CARRO DE COMBATE EE-T1 OSÓRIO - "A MAIOR DE TODAS AS CHANCES"
10 Junho 2003
1ª Parte Histórico e Resultados
No Brasil, o momento propício para desenvolvimento de uma indústria voltada para itens de defesa ocorreu a partir do início dos anos 70 até o final dos anos 80.
A partir daí, o mundo passa por grandes transformações, o mesmo ocorrendo no Brasil, guardadas as devidas proporções, gerando aqui o quase aniquilamento de uma indústria de ponta altamente desenvolvida e sofisticada, com um grande futuro, devido, principalmente, à falta de visão estratégica, somados a uma incompreensão da sociedade brasileira e da classe política que não se preocupou em defender e clamar pela sua sobrevivência. Outro fator negativo foi a disputa interna entre as empresas, na tentativa de competição aniquilarem umas às outras, além da competitividade internacional que, no limiar do século XXI, voltou a oferecer produtos usados a preços módicos como forma de não ver países do terceiro mundo, com algum lampejo de galgar um patamar entre as nações mais desenvolvidas.
O Início
Em meio a todos esses acontecimentos, uma empresa brasileira tentou, no início dos anos 80, dentro de um cenário mundial altamente favorável até então, com a bipolaridade bem presente e uma grande disputa por mercados ávidos em equipamentos bélicos modernos, projetar e construir um Carro de Combate Brasileiro, com premissas tecnológicas inéditas, na expectativa de uma competição com carros de combate já existentes, no momento em que a expansão na aplicação da eletroeletrônica passava a interagir com a mecânica.

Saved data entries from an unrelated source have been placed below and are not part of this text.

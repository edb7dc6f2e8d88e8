//! SST2-LoRA - adapter lifecycle for sentiment classification with causal LMs
//!
//! Fine-tunes a low-rank adapter on a quantized Gemma base, merges it into a
//! dense model, scores the result on held-out sentences, then prunes and
//! optionally distills the adapter before exporting a second merged model.
//!
//! ```no_run
//! use sst2_lora::{Pipeline, PipelineConfig};
//!
//! # async fn demo() -> sst2_lora::Result<()> {
//! let config = PipelineConfig::load("pipeline.yaml".as_ref())?;
//! let pipeline = Pipeline::with_pretrained_tokenizer(config).await?;
//! let summary = pipeline.run().await?;
//! if let Some(report) = summary.evaluation {
//!     println!("{report}");
//! }
//! # Ok(())
//! # }
//! ```

#![warn(rustdoc::broken_intra_doc_links)]

pub mod cli;
pub mod config;
pub mod corpus;
pub mod distill;
pub mod error;
pub mod eval;
pub mod infer;
pub mod lora;
pub mod merge;
pub mod model;
pub mod pipeline;
pub mod prompt;
pub mod prune;
pub mod tokenizer;
pub mod training;

#[cfg(any(test, feature = "testing"))]
pub mod testing;

// Re-exports
pub use config::PipelineConfig;
pub use corpus::{Corpus, CorpusLoader, Example, Label, Split};
pub use error::{Error, Result};
pub use eval::{EvaluationReport, Evaluator, Prediction};
pub use lora::{Adapter, LoraConfig};
pub use merge::{ComposedModel, MergedModel, Merger};
pub use model::{BaseModel, ModelLoader, Precision};
pub use pipeline::{Pipeline, PipelineSummary, Stage};
pub use prune::{PruneReport, Pruner, Sparsity};
pub use tokenizer::{HfTokenizer, TokenCodec};
pub use training::{AdapterTrainer, TrainingConfig, TrainingReport};
//! Supervised LoRA fine-tuning
//!
//! The trainer renders each labeled example into the chat template, then
//! minimises next-token cross-entropy over the completion (label plus closing
//! markers). Only the adapter factors are optimised; the base weights stay
//! frozen and may be quantized.
//!
//! Each example is scored in one teacher-forced pass over the prompt and all
//! but the last completion token.

pub mod lora_model;
pub mod scheduler;

use std::path::{Path, PathBuf};
use std::time::Instant;

use candle_core::backprop::GradStore;
use candle_core::{DType, Tensor};
use candle_nn::optim::{AdamW, Optimizer, ParamsAdamW};
use rand::rngs::StdRng;
use rand::seq::SliceRandom;
use rand::SeedableRng;
use serde::{Deserialize, Serialize};
use tracing::{debug, info, instrument, warn};

use crate::corpus::Example;
use crate::error::{Error, Result};
use crate::lora::{Adapter, LoraConfig};
use crate::model::{BaseModel, LanguageModel};
use crate::prompt::PromptFormatter;
use crate::tokenizer::TokenCodec;

pub use lora_model::LoraModel;
pub use scheduler::LinearScheduler;

/// Optimisation hyperparameters
#[derive(Debug, Clone, Serialize, Deserialize, PartialEq)]
#[serde(default)]
pub struct TrainingConfig {
    pub num_epochs: usize,
    /// Stop after this many optimizer steps, overriding `num_epochs`
    pub max_steps: Option<usize>,
    /// Examples per micro-batch
    pub batch_size: usize,
    /// Micro-batches per optimizer step
    pub gradient_accumulation_steps: usize,
    pub warmup_steps: usize,
    pub learning_rate: f64,
    pub weight_decay: f64,
    /// Run forward passes in f16 instead of f32
    pub use_fp16: bool,
    /// Log every N optimizer steps
    pub logging_interval: usize,
    /// Prompts longer than this keep only their trailing tokens
    pub max_seq_len: Option<usize>,
    pub seed: u64,
    /// Where `trainer_state.json` is written
    pub output_dir: PathBuf,
}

É importante salientar que, tanto a ENGESA como a BERNARDINI, ao partirem para conceber o Carro de Combate Brasileiro, guiaram-se por requisitos básicos operacionais elaborados pelo Exército Brasileiro, o qual, tinha como espinha dorsal nas unidades de carros de combate o americano M-41, não pensavam em substituí-los por um conceito MBT (Main Battle Tank), muito distante de nós, tanto que o carro deveria estar na casa das 35 toneladas e tinha limites de tamanho em função das pranchas ferroviárias brasileiras. O fato é que a ENGESA com uma visão mais ambiciosa e percebendo que poderia atender também ao mercado externo, como a Arábia Saudita, Abu-Dhabi, Grécia, Turquia e Omã, partiu para uma sofisticação maior. A outra competidora a BERNARDINI se ateve ao TAMOYO III, versão final do seu projeto, pois tentava se manter o mais fiel possível àqueles requisitos. Outro fator importante é que - todo o desenvolvimento seria arcado pelas empresas envolvidas em seus respectivos projetos, incluindo produção de protótipos, que após serem homologados pelo Exército poderiam vir a ser adquiridos em algumas centenas de unidades para mobiliarem as unidades de Carros de Combate.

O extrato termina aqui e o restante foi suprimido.